All Regional Rail systems within the Northern California Megaregion currently use diesel-powered engines. However, passenger rail in California will be converting to zero-emission trains in the next 15 years. These modern, environmentally-friendly vehicles will reduce greenhouse gas emissions and help pave the way for a new frontier of public transportation. Their ability to stop and start faster without increasing travel time will provide opportunities to build more stations closer together and help create a convenient intercity system, much like BART.
Caltrain will be the first Northern California passenger rail service on the national rail system to convert to electric operation. As part of the Caltrain Modernization Program, modern, electric, double-deck, multiple-unit trains will be in service by 2024.

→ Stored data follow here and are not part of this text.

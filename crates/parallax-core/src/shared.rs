//! Cross-thread handle on the gaze estimator.
//!
//! The perception callback and the render loop may run on different threads.
//! Both go through this handle; the estimator swaps whole [`GazeState`]
//! values, so a reader always copies out a consistent snapshot.

use crate::config::GazeConfig;
use crate::gaze::{GazeEstimator, GazeState};
use crate::landmarks::{LandmarkError, LandmarkFrame};
use crate::sequence::SequenceTransition;
use std::sync::{Arc, Mutex, MutexGuard};
use std::time::Duration;

#[derive(Clone)]
pub struct SharedGaze {
    inner: Arc<Mutex<GazeEstimator>>,
}

impl SharedGaze {
    pub fn new(config: GazeConfig) -> Self {
        Self {
            inner: Arc::new(Mutex::new(GazeEstimator::new(config))),
        }
    }

    // GazeState is plain data and is replaced in one assignment, so a
    // poisoned lock still guards a valid value.
    fn lock(&self) -> MutexGuard<'_, GazeEstimator> {
        self.inner.lock().unwrap_or_else(|p| p.into_inner())
    }

    pub fn observe(&self, frame: &LandmarkFrame) -> Result<GazeState, LandmarkError> {
        self.lock().observe(frame)
    }

    pub fn observe_no_face(&self) -> GazeState {
        self.lock().observe_no_face()
    }

    pub fn snapshot(&self) -> GazeState {
        self.lock().state()
    }

    /// Start an armed sequence and return the resulting snapshot.
    pub fn latch_and_snapshot(&self, now: Duration) -> (GazeState, Option<SequenceTransition>) {
        let mut est = self.lock();
        let transition = est.latch_sequence(now);
        (est.state(), transition)
    }

    pub fn reset(&self) {
        self.lock().reset();
    }
}

impl Default for SharedGaze {
    fn default() -> Self {
        Self::new(GazeConfig::default())
    }
}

The current BART fleet is already electric, except for the BART-to-Antioch trains, which are fueled by renewable diesel, an advanced biofuel produced from bio-based sources such as vegetable oil. Since 2018, BART has been leading an initiative to support a sustainable, connected Bay Area by introducing its Fleet of the Future: lightweight aluminum cars that are energy-efficient and recyclable.
Diesel vs. Zero-Emission Trains
- Produces more greenhouse gas emissions
- More expensive to maintain
- Stops and starts faster
- Reduces greenhouse gas emissions
- Less expensive to maintain
- Holds more passengers
Throughout the world and in the Bay Area, there are a number of other types of passenger rail systems in operation, such as light rail, monorail, cable cars, and streetcars.
Link21 will only consider the two train technologies that serve BART and Regional Rail. These two train technologies are in alignment with the Program’s goals and are consistent with voter-approved initiatives. They also meet the operating needs of BART, Capitol Corridor, and other Regional Rail systems in the Northern California Megaregion.